If you are using SQL Server, you can take a look at the Execution Plan of the query. The SQL Server query optimizer will optimize the query so that it takes the least time in execution. Best time will be based on some conditions viz. indexing and the like.
You have to ask the database to show the plan. The algorithm for doing this is chosen dynamically (at query time) based on many factors. Some databases use statistics of the key distribution to decide which algorithm to use. Other databases have relatively fixed rules.

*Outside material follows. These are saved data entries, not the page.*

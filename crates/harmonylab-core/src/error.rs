//! Error types for harmonylab-core

use thiserror::Error;

#[derive(Debug, Error, Clone, PartialEq, Eq)]
pub enum NoteError {
    #[error("invalid note token: {0}")]
    InvalidToken(String),
    #[error("octave out of range in note token: {0}")]
    OctaveOutOfRange(String),
}

#[derive(Debug, Error)]
pub enum PresetError {
    #[error("malformed preset payload: {0}")]
    Parse(#[from] serde_json::Error),
    #[error("invalid preset: {0}")]
    Invalid(String),
}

Further, each database has a menu of different algorithms. The database could use a sort-merge algorithm, or nested loops. In this case, there may be a query flattening strategy.
You need to use your database's unique "Explain Plan" feature to look at the query execution plan.
You also need to know if your database uses hints (usually comments embedded in the SQL) to pick an algorithm.
You also need to know if your database uses statistics (sometimes called a "cost-based query optimizer) to pick an algorithm.
One you know all that, you'll know how your query is executed and if an inner query is evaluated multiple times or flattened into the parent query or evaluated once to create a temporary result that's used by the parent query.
What do you mean by evaluated?
The database has a couple of different options how to perform a join, the two most common ones being
Nested loops, in which case each row in one table will be looped through and the corresponding row in the other table will be looked up, and
Hash join, which means that both tables will be scanned once and the results are then merged using some hash algorithm.
Which of those two options is chosen depends on the database, the size of the table and the available indexes (and perhaps other things as well).